They locked the whole joint down, tore up everyone's house looking for weapons. But all that did was simmer the pot more, as plots and counterplots festered into a Big House brew of pus and poison. Usually it was black against white, with brown trying to stay out of the crossfire. But this one had rolled out different.

Larsen rode with a motorcycle gang; there were a lot of bikers Inside then. And Jester had been flying colors at sixteen, when he'd taken the life that had bought him a life sentence. The kid he'd killed was another PR, from a rival club, but that didn't matter anymore.

Back then, when it came to prison war, race trumped tribe every time.

You never got a choice about that.
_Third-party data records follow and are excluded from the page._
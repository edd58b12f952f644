// src/core/notifier.rs
//! Best-effort delivery of submission emails. A failed send is logged and
//! reported as `false`; it never fails the request that triggered it.

use chrono::{DateTime, Utc};
use std::sync::Arc;
use tracing::{error, info};

use super::mailer::{Attachment, Email, Mailer};
use crate::emails;
use crate::types::{ApplicationRecord, Subscriber, WholesaleInquiry};

#[derive(Clone)]
pub struct Notifier {
    mailer: Arc<dyn Mailer>,
    admin_email: String,
    site_url: String,
}

/// Which of the emails for one submission went out.
#[derive(Debug, Clone, Copy, PartialEq, Eq)]
pub struct Delivery {
    pub submitter: bool,
    pub admin: bool,
}

impl Notifier {
    pub fn new(
        mailer: Arc<dyn Mailer>,
        admin_email: impl Into<String>,
        site_url: impl Into<String>,
    ) -> Self {
        Self {
            mailer,
            admin_email: admin_email.into(),
            site_url: site_url.into(),
        }
    }

    pub fn admin_email(&self) -> &str {
        &self.admin_email
    }

    pub async fn deliver(&self, email: &Email) -> bool {
        match self.mailer.send(email).await {
            Ok(()) => {
                info!(
                    "Email sent to {} ({} attachment(s)): {}",
                    email.to,
                    email.attachments.len(),
                    email.subject
                );
                true
            }
            Err(e) => {
                error!("Failed to send email to {}: {}", email.to, e);
                false
            }
        }
    }

    pub async fn wholesale_inquiry(&self, inquiry: &WholesaleInquiry) -> Delivery {
        let customer = emails::wholesale_confirmation(inquiry, &self.site_url);
        let admin = emails::wholesale_admin_alert(inquiry, &self.admin_email);
        let (submitter, admin) = tokio::join!(self.deliver(&customer), self.deliver(&admin));
        Delivery { submitter, admin }
    }

    pub async fn newsletter_welcome(&self, subscriber: &Subscriber) -> Delivery {
        let submitter = self.deliver(&emails::newsletter_welcome(subscriber)).await;
        Delivery {
            submitter,
            admin: false,
        }
    }

    pub async fn job_application(
        &self,
        record: &ApplicationRecord,
        pdf: Vec<u8>,
        resume: Option<Attachment>,
        at: DateTime<Utc>,
    ) -> Delivery {
        let applicant = emails::application_confirmation(record, at);
        let admin = emails::application_admin_alert(record, &self.admin_email, pdf, resume, at);
        let (submitter, admin) = tokio::join!(self.deliver(&applicant), self.deliver(&admin));
        Delivery { submitter, admin }
    }
}

#[cfg(test)]
mod tests {
    use super::*;
    use crate::core::mailer::RecordingMailer;
    use chrono::TimeZone;

    fn inquiry() -> WholesaleInquiry {
        WholesaleInquiry {
            id: "INQ1".to_string(),
            fullname: "Somchai".to_string(),
            email: "somchai@example.com".to_string(),
            phone: "0812345678".to_string(),
            business_type: "Retail".to_string(),
            message: Some("Hello".to_string()),
            submitted_at: Utc.with_ymd_and_hms(2026, 10, 19, 3, 0, 0).unwrap(),
        }
    }

    #[tokio::test]
    async fn test_wholesale_sends_customer_and_admin() {
        let mailer = Arc::new(RecordingMailer::default());
        let notifier = Notifier::new(mailer.clone(), "hr@i-clean.co.th", "https://i-clean.vercel.app/");

        let delivery = notifier.wholesale_inquiry(&inquiry()).await;
        assert_eq!(delivery, Delivery { submitter: true, admin: true });

        let mut recipients: Vec<String> = mailer.sent().into_iter().map(|e| e.to).collect();
        recipients.sort();
        assert_eq!(recipients, vec!["hr@i-clean.co.th", "somchai@example.com"]);
    }

    #[tokio::test]
    async fn test_failed_send_is_reported_not_raised() {
        let notifier = Notifier::new(
            Arc::new(RecordingMailer::failing()),
            "hr@i-clean.co.th",
            "https://i-clean.vercel.app/",
        );
        let delivery = notifier.wholesale_inquiry(&inquiry()).await;
        assert_eq!(delivery, Delivery { submitter: false, admin: false });
    }

    #[tokio::test]
    async fn test_job_application_attaches_pdf_to_admin_only() {
        let mailer = Arc::new(RecordingMailer::default());
        let notifier = Notifier::new(mailer.clone(), "hr@i-clean.co.th", "https://i-clean.vercel.app/");
        let mut record = ApplicationRecord::default();
        record.id = "APP1".to_string();
        record.personal_info.fullname_th = "Somchai".to_string();
        record.personal_info.email = "somchai@example.com".to_string();

        notifier
            .job_application(&record, b"%PDF-1.7".to_vec(), None, Utc::now())
            .await;

        let sent = mailer.sent();
        assert_eq!(sent.len(), 2);
        let admin = sent.iter().find(|e| e.to == "hr@i-clean.co.th").unwrap();
        let applicant = sent.iter().find(|e| e.to == "somchai@example.com").unwrap();
        assert_eq!(admin.attachments.len(), 1);
        assert_eq!(admin.attachments[0].content, b"%PDF-1.7".to_vec());
        assert!(applicant.attachments.is_empty());
    }
}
The cons had all kinds of names for areas of the prison—Times Square, Blues Alley, D Street—but I never heard of one named Switzerland.
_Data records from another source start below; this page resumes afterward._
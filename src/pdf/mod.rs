// src/pdf/mod.rs
//! Job application PDF: layout into a display list, then serialization.

pub mod cursor;
pub mod error;
pub mod geometry;
pub mod layout;
pub mod page;
pub mod writer;

pub use cursor::LayoutCursor;
pub use error::RenderError;
pub use layout::ApplicationLayout;
pub use page::{DrawOp, LaidOutDocument, Page};

use chrono::NaiveDate;
use tracing::debug;

use crate::types::ApplicationRecord;
use crate::utils::today_in_thailand;

/// A single render job. Owns a snapshot of the record, so nothing is shared
/// with other renders.
#[derive(Debug, Clone)]
pub struct ApplicationPdf {
    record: ApplicationRecord,
    issued_on: NaiveDate,
}

impl ApplicationPdf {
    pub fn new(record: ApplicationRecord) -> Self {
        Self {
            record,
            issued_on: today_in_thailand(),
        }
    }

    /// Overrides the date printed in the metadata row.
    pub fn issued_on(mut self, date: NaiveDate) -> Self {
        self.issued_on = date;
        self
    }

    pub fn layout(&self) -> LaidOutDocument {
        ApplicationLayout::compose(&self.record, self.issued_on)
    }

    /// Blocking render.
    pub fn to_bytes(&self) -> Result<Vec<u8>, RenderError> {
        let laid_out = self.layout();
        let title = format!("Job Application {}", self.record.id);
        let bytes = writer::write_pdf(&laid_out, &title)?;
        debug!(
            "Rendered application {} into {} page(s), {} bytes",
            self.record.id,
            laid_out.page_count(),
            bytes.len()
        );
        Ok(bytes)
    }
}

/// Renders on the blocking pool and resolves once the buffer is complete.
pub async fn render(record: &ApplicationRecord) -> Result<Vec<u8>, RenderError> {
    render_on(record, today_in_thailand()).await
}

pub async fn render_on(
    record: &ApplicationRecord,
    issued_on: NaiveDate,
) -> Result<Vec<u8>, RenderError> {
    let job = ApplicationPdf::new(record.clone()).issued_on(issued_on);
    tokio::task::spawn_blocking(move || job.to_bytes())
        .await
        .map_err(|e| RenderError::Aborted(e.to_string()))?
}

#[cfg(test)]
mod tests {
    use super::*;
    use crate::types::{PersonalInfo, WorkExperience};
    use lopdf::content::Content;
    use lopdf::{Document, Object};

    fn issued() -> NaiveDate {
        NaiveDate::from_ymd_opt(2026, 10, 19).unwrap()
    }

    fn barista() -> ApplicationRecord {
        ApplicationRecord {
            id: "APP1760850000000FFEE01".to_string(),
            position: "Barista".to_string(),
            personal_info: PersonalInfo {
                fullname_th: "สมชาย".to_string(),
                gender: "male".to_string(),
                birthdate: "1995-04-12".to_string(),
                age: "31".to_string(),
                id_card: "1103700012345".to_string(),
                phone: "0812345678".to_string(),
                line_id: "somchai.k".to_string(),
                email: "somchai@example.com".to_string(),
                ..Default::default()
            },
            ..Default::default()
        }
    }

    /// Text shown on each page, decoded back from the PDF bytes.
    fn page_texts(bytes: &[u8]) -> Vec<Vec<String>> {
        let document = Document::load_mem(bytes).unwrap();
        document
            .get_pages()
            .values()
            .map(|page_id| {
                let raw = document.get_page_content(*page_id).unwrap();
                Content::decode(&raw)
                    .unwrap()
                    .operations
                    .into_iter()
                    .filter(|op| op.operator == "Tj")
                    .filter_map(|op| match op.operands.first() {
                        Some(Object::String(bytes, _)) => {
                            Some(bytes.iter().map(|b| *b as char).collect())
                        }
                        _ => None,
                    })
                    .collect()
            })
            .collect()
    }

    fn occurrences(pages: &[Vec<String>], needle: &str) -> usize {
        pages.iter().flatten().filter(|t| t.as_str() == needle).count()
    }

    #[tokio::test]
    async fn test_render_minimal_record() {
        let bytes = render_on(&barista(), issued()).await.unwrap();
        assert!(!bytes.is_empty());

        let pages = page_texts(&bytes);
        assert_eq!(pages.len(), 1);
        assert_eq!(occurrences(&pages, "Personal Information"), 1);
        assert_eq!(occurrences(&pages, "Additional Information"), 1);
        assert_eq!(occurrences(&pages, layout::NO_EXPERIENCE), 1);
        // Thai text falls back to '?' with the standard fonts.
        assert_eq!(occurrences(&pages, "?????"), 1);
    }

    #[tokio::test]
    async fn test_render_twice_same_text() {
        let mut record = barista();
        record.work_experience = vec![WorkExperience {
            company: "Cafe Amazon".to_string(),
            ..Default::default()
        }];

        let first = render_on(&record, issued()).await.unwrap();
        let second = render_on(&record, issued()).await.unwrap();
        assert_eq!(page_texts(&first), page_texts(&second));
    }

    #[tokio::test]
    async fn test_long_motivation_two_pages_one_footer() {
        let mut record = barista();
        let motivation: String = "ชอบกาแฟ and I love serving people every single day. "
            .repeat(20)
            .chars()
            .take(500)
            .collect();
        record.additional_info.motivation = Some(motivation);

        let bytes = render_on(&record, issued()).await.unwrap();
        let pages = page_texts(&bytes);
        assert_eq!(pages.len(), 2);
        assert_eq!(occurrences(&pages, layout::footer_caption()), 1);
        assert!(pages[1].iter().any(|t| t == layout::footer_caption()));
    }

    #[tokio::test]
    async fn test_concurrent_renders_are_independent() {
        let first = barista();
        let mut other = barista();
        other.id = "APP2".to_string();
        other.position = "Driver".to_string();

        let (a, b) = tokio::join!(render_on(&first, issued()), render_on(&other, issued()));
        let a = page_texts(&a.unwrap());
        let b = page_texts(&b.unwrap());
        assert_eq!(occurrences(&a, "Barista"), 1);
        assert_eq!(occurrences(&a, "Driver"), 0);
        assert_eq!(occurrences(&b, "Driver"), 1);
    }

    #[test]
    fn test_blocking_render_matches_layout() {
        let pdf = ApplicationPdf::new(barista()).issued_on(issued());
        let bytes = pdf.to_bytes().unwrap();
        assert_eq!(page_texts(&bytes).len(), pdf.layout().page_count());
    }
}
"On the bricks, niggers do the paper-bag trick," the Prof told me. "But Inside, you can't hide."

"What's the paper-bag trick?" I asked him. The Prof had been schooling me for a while, so I didn't even blink at a black man saying "nigger." I knew words were clay—they took their real meaning from the sculptor.

"I ain't talking about passing, now," the Prof cautioned me. "It's a class thing. Motherfuckers'll hold a paper bag next to they faces and look in the mirror, okay? If they darker than the bag, there ain't but so far up the ladder they can climb, understand?"

"I . . . guess."

"Nah, you don't get it, son. I'm talking about the colored ladder, see? Mothers want they daughters to marry light. They know high-society niggers don't want no darkies at their parties."

I just nodded, waiting for mine, knowing it was coming.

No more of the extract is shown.